Hi Peter,  I think there is a nuance two disentangle – IAMs are confusingly used in two contexts: 1) models that try to optimize for some economically efficient social cost of carbon (and by proxy, climate policies), and 2) those that attempt to simulate plausible futures. Where Pindyck's writing was mostly about the first, most IPCC work regards the second. Still, I absolutely agree with Pindyck's criticisms – they translate well over to the second category. We tried to cover that massive topic in the section about deeply uncertain factors and Robust Decision-Making, but with so few words, it is difficult to fully address those points. 

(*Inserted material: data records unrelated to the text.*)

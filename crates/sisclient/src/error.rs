//! Error types shared by the HTTP client core and the mock data service.

use serde_json::Value;
use thiserror::Error;

/// Errors surfaced by every backend operation.
///
/// The refresh gate fans a single failure out to every queued request, so the
/// type is `Clone` and transport errors are stored as rendered messages.
#[derive(Debug, Error, Clone)]
pub enum ApiError {
    /// HTTP 403 or the mock equivalent. Terminal, never retried.
    #[error("{message}")]
    PermissionDenied { message: String },

    /// HTTP 401 that survived the refresh protocol.
    #[error("{message}")]
    Unauthorized { message: String },

    /// Server-reported validation or field errors.
    #[error("{message}")]
    Validation { message: String },

    /// An id-keyed mock operation targeted a missing record.
    #[error("{resource} not found")]
    NotFound { resource: &'static str },

    #[error("Invalid username or password")]
    InvalidCredentials,

    #[error("Invalid refresh token")]
    InvalidRefreshToken,

    #[error("No refresh token available")]
    MissingRefreshToken,

    /// Transport-level failure.
    #[error("Network error: {message}")]
    Network { message: String },

    /// Response body could not be decoded into the expected shape.
    #[error("Decode error: {message}")]
    Decode { message: String },

    /// Token storage could not be read or written.
    #[error("Storage error: {message}")]
    Storage { message: String },

    /// Invalid client configuration (e.g. a malformed base URL).
    #[error("Configuration error: {message}")]
    Config { message: String },
}

impl ApiError {
    /// Builds a permission error from a 403 response body.
    ///
    /// Message precedence: `detail`, then `message`, then a generic fallback.
    pub fn permission_denied(body: &Value) -> Self {
        ApiError::PermissionDenied {
            message: extract_message(body)
                .unwrap_or_else(|| "Permission denied".to_string()),
        }
    }

    /// Builds an authentication error from a 401 response body.
    pub fn unauthorized(body: &Value) -> Self {
        ApiError::Unauthorized {
            message: extract_message(body)
                .or_else(|| join_field_errors(body))
                .unwrap_or_else(|| "Authentication required".to_string()),
        }
    }

    /// Builds a validation error from any other error response body.
    ///
    /// Message precedence: `detail`, then `message`, then all `key: value`
    /// pairs of the body joined with commas.
    pub fn validation(body: &Value) -> Self {
        ApiError::Validation {
            message: extract_message(body)
                .or_else(|| join_field_errors(body))
                .unwrap_or_else(|| "Request failed".to_string()),
        }
    }
}

/// Extracts `detail` or `message` from an error body, in that order.
fn extract_message(body: &Value) -> Option<String> {
    for key in ["detail", "message"] {
        if let Some(text) = body.get(key).and_then(Value::as_str) {
            return Some(text.to_string());
        }
    }
    None
}

/// Joins the fields of a flat error object into `key: value, key: value`.
fn join_field_errors(body: &Value) -> Option<String> {
    let map = body.as_object()?;
    if map.is_empty() {
        return None;
    }
    let joined = map
        .iter()
        .map(|(key, value)| match value {
            Value::String(text) => format!("{key}: {text}"),
            other => format!("{key}: {other}"),
        })
        .collect::<Vec<_>>()
        .join(", ");
    Some(joined)
}

impl From<reqwest::Error> for ApiError {
    fn from(err: reqwest::Error) -> Self {
        if err.is_decode() {
            ApiError::Decode {
                message: err.to_string(),
            }
        } else {
            ApiError::Network {
                message: err.to_string(),
            }
        }
    }
}

impl From<serde_json::Error> for ApiError {
    fn from(err: serde_json::Error) -> Self {
        ApiError::Decode {
            message: err.to_string(),
        }
    }
}

impl From<std::io::Error> for ApiError {
    fn from(err: std::io::Error) -> Self {
        ApiError::Storage {
            message: err.to_string(),
        }
    }
}

impl From<url::ParseError> for ApiError {
    fn from(err: url::ParseError) -> Self {
        ApiError::Config {
            message: err.to_string(),
        }
    }
}

#[cfg(test)]
mod tests {
    use super::*;
    use serde_json::json;

    #[test]
    fn detail_takes_precedence_over_message() {
        let err = ApiError::validation(&json!({
            "detail": "Bad detail",
            "message": "Bad request"
        }));
        assert_eq!(err.to_string(), "Bad detail");
    }

    #[test]
    fn message_used_when_detail_absent() {
        let err = ApiError::validation(&json!({ "message": "Bad request" }));
        assert_eq!(err.to_string(), "Bad request");
    }

    #[test]
    fn field_errors_joined_with_commas() {
        let err = ApiError::validation(&json!({ "field": "is required" }));
        assert_eq!(err.to_string(), "field: is required");

        let err = ApiError::validation(&json!({
            "email": "invalid",
            "username": "taken"
        }));
        assert_eq!(err.to_string(), "email: invalid, username: taken");
    }

    #[test]
    fn permission_error_falls_back_to_generic_message() {
        let err = ApiError::permission_denied(&json!({}));
        assert_eq!(err.to_string(), "Permission denied");

        let err = ApiError::permission_denied(&json!({ "detail": "Forbidden" }));
        assert_eq!(err.to_string(), "Forbidden");
    }

    #[test]
    fn not_found_names_the_resource() {
        let err = ApiError::NotFound { resource: "User" };
        assert_eq!(err.to_string(), "User not found");
    }
}
//! User accounts and profile management.

use crate::backend::Backend;
use crate::error::ApiError;
use crate::models::{IdRef, ListParams, Listing, User, UserPayload};
use std::sync::Arc;

pub struct UsersApi {
    backend: Arc<Backend>,
}

impl UsersApi {
    pub(crate) fn new(backend: Arc<Backend>) -> Self {
        Self { backend }
    }

    /// Lists users with their personal and contact info embedded.
    pub async fn list(&self, params: &ListParams) -> Result<Listing<User>, ApiError> {
        dispatch!(self, list_users(params))
    }

    pub async fn get(&self, id: impl Into<IdRef>) -> Result<User, ApiError> {
        dispatch!(self, get_user(&id.into()))
    }

    pub async fn create(&self, payload: &UserPayload) -> Result<User, ApiError> {
        dispatch!(self, create_user(payload))
    }

    pub async fn update(
        &self,
        id: impl Into<IdRef>,
        payload: &UserPayload,
    ) -> Result<User, ApiError> {
        dispatch!(self, update_user(&id.into(), payload))
    }

    pub async fn delete(&self, id: impl Into<IdRef>) -> Result<(), ApiError> {
        dispatch!(self, delete_user(&id.into()))
    }

    /// The authenticated user's own profile.
    pub async fn profile(&self) -> Result<User, ApiError> {
        dispatch!(self, user_profile())
    }

    pub async fn update_profile(&self, payload: &UserPayload) -> Result<User, ApiError> {
        dispatch!(self, update_profile(payload))
    }
}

A further tricky aspect is that of the second type of models, the scenarios that are explored can themselves be misleading or they can limit analysis. Lamontagne et al. (2018) show how a full factorial of input scenarios illustrates that many combinations can lead to the same outcomes. When we don't know how the future will actually unfold, the chosen archetypes clout our assessment.

Another aspect is that the inputs themselves are actually outputs of others. Pielke Jr. and Ritchie (2021) discuss that in Distorting the view of our climate future: The misuse and abuse of climate pathways and scenarios.

All of this is to say: yes, I agree that all models are wrong, but some are useful. Our argument is mainly that through various approaches, we have some understanding of plausible temperature outcomes. We should prepare for all of these to be robustly prepared.

Thanks for posting this! Curious about your thoughts on whether there are highly promising opportunities for mitigating higher end warming, which governments/energy researchers won't take if they focus on lower end warming? (Maybe we don't know because, as you say, relevant research has been neglected?)

(As you might agree, I think that's important for concluding that there's much low-hanging fruit here.)

I would say that there are several promising research directions when it comes to higher end warming:

  1. Exploring in detail what the effects of higher end warming even are. E.g. what are the possible effects on crops, livestock, habitable zones for humans, but also the economy?
  2. How could we cope with such possibly massive changes? Are there precedents in history where we had to undergo such massive changes and did it work?
  3. Taking a deeper look into geo-engineering, especially the potentially very effective, but more out there approaches like e.g. Project Vesta

And those are just a few suggestions from the top of my head. Basically, it boils down to finding out what the effects might really be and how we could cope.

Thanks! Good points.

Would you have more specific hypotheses? :-) Ex: Within geoengineering, carbon capture is one possibility. Do you know of neglected areas regarding other types of geoengineering?

Or within exploring the effects of higher end warming, which crops/livestock do we need more research in? Which industries in the economy?

Thank you for any clarifications!

Unfortunately, I cannot really provide conclusive answers here, as our paper only looked into the amount of research overall, but not into specific topics. Getting an overview of this is basically a major research project itself. However, a student of mine looked into this a bit and her preliminary results seem like it is more of a general problem and not specific to certain fields of research.

It's good to be aware of where you're not an expert. Thank you for being honest!